Without changing a single character, copy every record below.

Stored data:

============================================================

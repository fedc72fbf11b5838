use contracts::system::site_settings::SiteSettings;
use serde::{Deserialize, Serialize};

use sea_orm::entity::prelude::*;
use sea_orm::{EntityTrait, Set};

use crate::shared::data::db::get_connection;

/// Fixed primary key: site settings are a singleton row
const SETTINGS_ROW_ID: i32 = 1;

#[derive(Clone, Debug, PartialEq, DeriveEntityModel, Serialize, Deserialize)]
#[sea_orm(table_name = "sys_site_settings")]
pub struct Model {
    #[sea_orm(primary_key, auto_increment = false)]
    pub id: i32,
    pub site_title: String,
    pub show_events: Option<bool>,
    pub show_knowledge: Option<bool>,
    pub show_blog: Option<bool>,
    pub updated_at: Option<chrono::DateTime<chrono::Utc>>,
}

#[derive(Copy, Clone, Debug, EnumIter, DeriveRelation)]
pub enum Relation {}

impl ActiveModelBehavior for ActiveModel {}

impl From<Model> for SiteSettings {
    fn from(m: Model) -> Self {
        SiteSettings {
            site_title: m.site_title,
            show_events: m.show_events,
            show_knowledge: m.show_knowledge,
            show_blog: m.show_blog,
            updated_at: m.updated_at,
        }
    }
}

fn conn() -> &'static DatabaseConnection {
    get_connection()
}

pub async fn get() -> anyhow::Result<Option<SiteSettings>> {
    let result = Entity::find_by_id(SETTINGS_ROW_ID).one(conn()).await?;
    Ok(result.map(Into::into))
}

pub async fn insert(settings: &SiteSettings) -> anyhow::Result<()> {
    let active = ActiveModel {
        id: Set(SETTINGS_ROW_ID),
        site_title: Set(settings.site_title.clone()),
        show_events: Set(settings.show_events),
        show_knowledge: Set(settings.show_knowledge),
        show_blog: Set(settings.show_blog),
        updated_at: Set(settings.updated_at),
    };
    active.insert(conn()).await?;
    Ok(())
}

pub async fn update(settings: &SiteSettings) -> anyhow::Result<()> {
    let active = ActiveModel {
        id: Set(SETTINGS_ROW_ID),
        site_title: Set(settings.site_title.clone()),
        show_events: Set(settings.show_events),
        show_knowledge: Set(settings.show_knowledge),
        show_blog: Set(settings.show_blog),
        updated_at: Set(settings.updated_at),
    };
    active.update(conn()).await?;
    Ok(())
}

============================================================

» **Solution to this task**:
repository fedc72fbf11b5838
use contracts::system::site_settings::SiteSettings;
use serde::{Deserialize, Serialize};

use sea_orm::entity::prelude::*;
use sea_orm::{EntityTrait, Set};

use crate::shared::data::db::get_connection;

/// Fixed primary key: site settings are a singleton row
const SETTINGS_ROW_ID: i32 = 1;

#[derive(Clone, Debug, PartialEq, DeriveEntityModel, Serialize, Deserialize)]
#[sea_orm(table_name = "sys_site_settings")]
pub struct Model {
    #[sea_orm(primary_key, auto_increment = false)]
    pub id: i32,
    pub site_title: String,
    pub show_events: Option<bool>,
    pub show_knowledge: Option<bool>,
    pub show_blog: Option<bool>,
    pub updated_at: Option<chrono::DateTime<chrono::Utc>>,
}

#[derive(Copy, Clone, Debug, EnumIter, DeriveRelation)]
pub enum Relation {}

impl ActiveModelBehavior for ActiveModel {}

impl From<Model> for SiteSettings {
    fn from(m: Model) -> Self {
        SiteSettings {
            site_title: m.site_title,
            show_events: m.show_events,
            show_knowledge: m.show_knowledge,
            show_blog: m.show_blog,
            updated_at: m.updated_at,
        }
    }
}

fn conn() -> &'static DatabaseConnection {
    get_connection()
}

pub async fn get() -> anyhow::Result<Option<SiteSettings>> {
    let result = Entity::find_by_id(SETTINGS_ROW_ID).one(conn()).await?;
    Ok(result.map(Into::into))
}

pub async fn insert(settings: &SiteSettings) -> anyhow::Result<()> {
    let active = ActiveModel {
        id: Set(SETTINGS_ROW_ID),
        site_title: Set(settings.site_title.clone()),
        show_events: Set(settings.show_events),
        show_knowledge: Set(settings.show_knowledge),
        show_blog: Set(settings.show_blog),
        updated_at: Set(settings.updated_at),
    };
    active.insert(conn()).await?;
    Ok(())
}

pub async fn update(settings: &SiteSettings) -> anyhow::Result<()> {
    let active = ActiveModel {
        id: Set(SETTINGS_ROW_ID),
        site_title: Set(settings.site_title.clone()),
        show_events: Set(settings.show_events),
        show_knowledge: Set(settings.show_knowledge),
        show_blog: Set(settings.show_blog),
        updated_at: Set(settings.updated_at),
    };
    active.update(conn()).await?;
    Ok(())
}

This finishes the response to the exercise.